One of the first real-world demonstrations of photographic censusing was The Great Zebra \& Giraffe Count (GZGC) of 2015 and is the focus of the author's master's thesis~\cite{parham_photographic_2015}. The GZGC censusing rally was a small case study performed within the Nairobi National Park in Nairobi, Kenya to estimate the local population size of plains zebra (\textit{Equus quagga}) and Masai giraffe (\textit{Giraffa tippelskirchi}). The primary goal of the GZGC was to prove the effectiveness of the general censusing procedure with quickly-trained volunteers and to test the workflow of using automated detection and ID algorithms for real-time feedback to participants.

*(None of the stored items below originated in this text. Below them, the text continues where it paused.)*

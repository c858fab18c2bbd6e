// Header loading and line splitting

use std::borrow::Cow;
use std::fs;
use std::path::Path;

use crate::error::{GenError, Result};

/// Reads the whole header into memory before any line is looked at.
pub fn read_source(path: &Path) -> Result<Vec<u8>> {
    let content = fs::read(path).map_err(|source| GenError::Read {
        path: path.to_path_buf(),
        source,
    })?;
    tracing::info!("read {} bytes from {}", content.len(), path.display());
    Ok(content)
}

#[derive(Debug, Clone, PartialEq, Eq)]
pub struct SourceLine<'a> {
    pub number: usize,
    pub text: Cow<'a, str>,
}

/// Splits `content` on `\n`, yielding trimmed lines numbered from 1.
pub fn lines(content: &[u8]) -> impl Iterator<Item = SourceLine<'_>> {
    content
        .split(|&b| b == b'\n')
        .enumerate()
        .map(|(ix, raw)| SourceLine {
            number: ix + 1,
            text: trim_cow(String::from_utf8_lossy(raw)),
        })
}

fn trim_cow(text: Cow<'_, str>) -> Cow<'_, str> {
    match text {
        Cow::Borrowed(s) => Cow::Borrowed(s.trim()),
        Cow::Owned(s) => Cow::Owned(s.trim().to_string()),
    }
}
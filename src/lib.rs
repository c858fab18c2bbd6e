// Library exports for cursorfont-gen

pub mod config;
pub mod error;
pub mod model;
pub mod pipeline;

pub use config::{Config, MappingTarget};
pub use error::{GenError, Result};
pub use model::Entry;
pub use pipeline::{collect_entries, generate_source, run};
// Decimal value conversion

use std::num::ParseIntError;

/// Parses the decimal text captured by the matcher. Only range overflow can
/// fail here since the pattern already admits nothing but ASCII digits.
pub fn parse_value(digits: &str) -> Result<u32, ParseIntError> {
    digits.parse::<u32>()
}
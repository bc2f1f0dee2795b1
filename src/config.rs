//! Federation configuration
//!
//! Every path, file name, volume name and endpoint the generator and planner
//! emit lives in one immutable [`FederationConfig`]. The binary builds it once
//! from the CLI and hands it to the controller context; nothing else reads
//! ambient constants.

use std::time::Duration;

/// Default field manager identity for server-side apply
pub const DEFAULT_FIELD_MANAGER: &str = "wimount";

/// Default delay before re-checking a missing Provider or Deployment
pub const DEFAULT_RETRY_INTERVAL: Duration = Duration::from_secs(600);

/// Immutable configuration shared by the generator, planner and engine
#[derive(Clone, Debug, PartialEq, Eq)]
pub struct FederationConfig {
    /// Directory the projected service account token is mounted at
    pub token_mount_dir: String,
    /// File name of the token inside the token volume
    pub token_path: String,
    /// Name of the projected token volume
    pub token_volume_name: String,
    /// Lifetime requested for the projected token, in seconds
    pub token_expiration_seconds: i64,
    /// Directory the generated credential configuration is mounted at
    pub config_mount_dir: String,
    /// Key of the credential document inside the ConfigMap
    pub config_file_name: String,
    /// Environment variable pointing client libraries at the document
    pub credentials_env_var: String,
    /// Field manager used for every server-side apply
    pub field_manager: String,
    /// Delay before re-checking missing dependencies
    pub retry_interval: Duration,
    /// GCP endpoints embedded in the generated document
    pub gcp: GcpEndpoints,
}

/// Fixed GCP endpoints used by the `gcp` provider target
#[derive(Clone, Debug, PartialEq, Eq)]
pub struct GcpEndpoints {
    /// Universe domain written into the credential document
    pub universe_domain: String,
    /// Authority hosting workload identity pools
    pub iam_authority: String,
    /// Security token service exchange endpoint
    pub token_url: String,
    /// Base URL of the IAM credentials API used for impersonation
    pub iam_credentials_url: String,
}

impl Default for GcpEndpoints {
    fn default() -> Self {
        Self {
            universe_domain: "googleapis.com".to_string(),
            iam_authority: "iam.googleapis.com".to_string(),
            token_url: "https://sts.googleapis.com/v1/token".to_string(),
            iam_credentials_url: "https://iamcredentials.googleapis.com/v1".to_string(),
        }
    }
}

impl Default for FederationConfig {
    fn default() -> Self {
        Self {
            token_mount_dir: "/var/run/wimount-gcp-service-account/".to_string(),
            token_path: "token".to_string(),
            token_volume_name: "wimount-gcp-token".to_string(),
            token_expiration_seconds: 3600,
            config_mount_dir: "/etc/wimount-gcp-workload-identity/".to_string(),
            config_file_name: "gcp-credential-configuration.json".to_string(),
            credentials_env_var: "GOOGLE_APPLICATION_CREDENTIALS".to_string(),
            field_manager: DEFAULT_FIELD_MANAGER.to_string(),
            retry_interval: DEFAULT_RETRY_INTERVAL,
            gcp: GcpEndpoints::default(),
        }
    }
}

impl FederationConfig {
    /// Override the field manager identity
    pub fn with_field_manager(mut self, field_manager: impl Into<String>) -> Self {
        self.field_manager = field_manager.into();
        self
    }

    /// Override the missing-dependency retry interval
    pub fn with_retry_interval(mut self, retry_interval: Duration) -> Self {
        self.retry_interval = retry_interval;
        self
    }

    /// Absolute path of the projected token file
    pub fn token_file(&self) -> String {
        join_path(&self.token_mount_dir, &self.token_path)
    }

    /// Absolute path of the credential document inside the pod
    pub fn config_file(&self) -> String {
        join_path(&self.config_mount_dir, &self.config_file_name)
    }
}

fn join_path(dir: &str, file: &str) -> String {
    format!("{}/{}", dir.trim_end_matches('/'), file)
}

#[cfg(test)]
mod tests {
    use super::*;

    #[test]
    fn defaults_match_published_mount_surface() {
        let config = FederationConfig::default();
        assert_eq!(
            config.token_file(),
            "/var/run/wimount-gcp-service-account/token"
        );
        assert_eq!(
            config.config_file(),
            "/etc/wimount-gcp-workload-identity/gcp-credential-configuration.json"
        );
        assert_eq!(config.field_manager, "wimount");
        assert_eq!(config.retry_interval, Duration::from_secs(600));
        assert_eq!(config.token_expiration_seconds, 3600);
    }

    #[test]
    fn builders_override_runtime_knobs() {
        let config = FederationConfig::default()
            .with_field_manager("custom")
            .with_retry_interval(Duration::from_secs(5));
        assert_eq!(config.field_manager, "custom");
        assert_eq!(config.retry_interval, Duration::from_secs(5));
    }

    #[test]
    fn join_path_tolerates_missing_trailing_slash() {
        assert_eq!(join_path("/a/b", "c"), "/a/b/c");
        assert_eq!(join_path("/a/b/", "c"), "/a/b/c");
    }
}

The insights and lessons learned from that event were applied during the Great Gr\'evy's Rally (GGR)~\cite{berger-wolf_great_2016,rubenstein_state_2018} to estimate the total number of Gr\'evy's zebra in Kenya. The details and analysis of the GGR photographic censusing rallies in 2016 (GGR-16) and 2018 (GGR-18) are the focus of Chapter~\ref{chapter:censusing}. To provide a quick summary: the two Great Gr\'evy's Rally events combined collected over 90,000 images and used over 350 participants, compared to around 9,000 images and 50 contributors during the GZGC.
\section{Summary}
The techniques proposed in this dissertation span the disciplines of computer science, computer vision, and ecology and are heavily motivated by the application of real-world population monitoring. The related machine learning work in image classification, object detection, and other semantic computer vision algorithms allows the automated processing of large volumes of images for photographic censusing. Separating the work responsibility into two stages -- a detection pipeline followed by a separate identification process -- is helpful since it allows for modularized development and dedicated attention when creating machine learning datasets.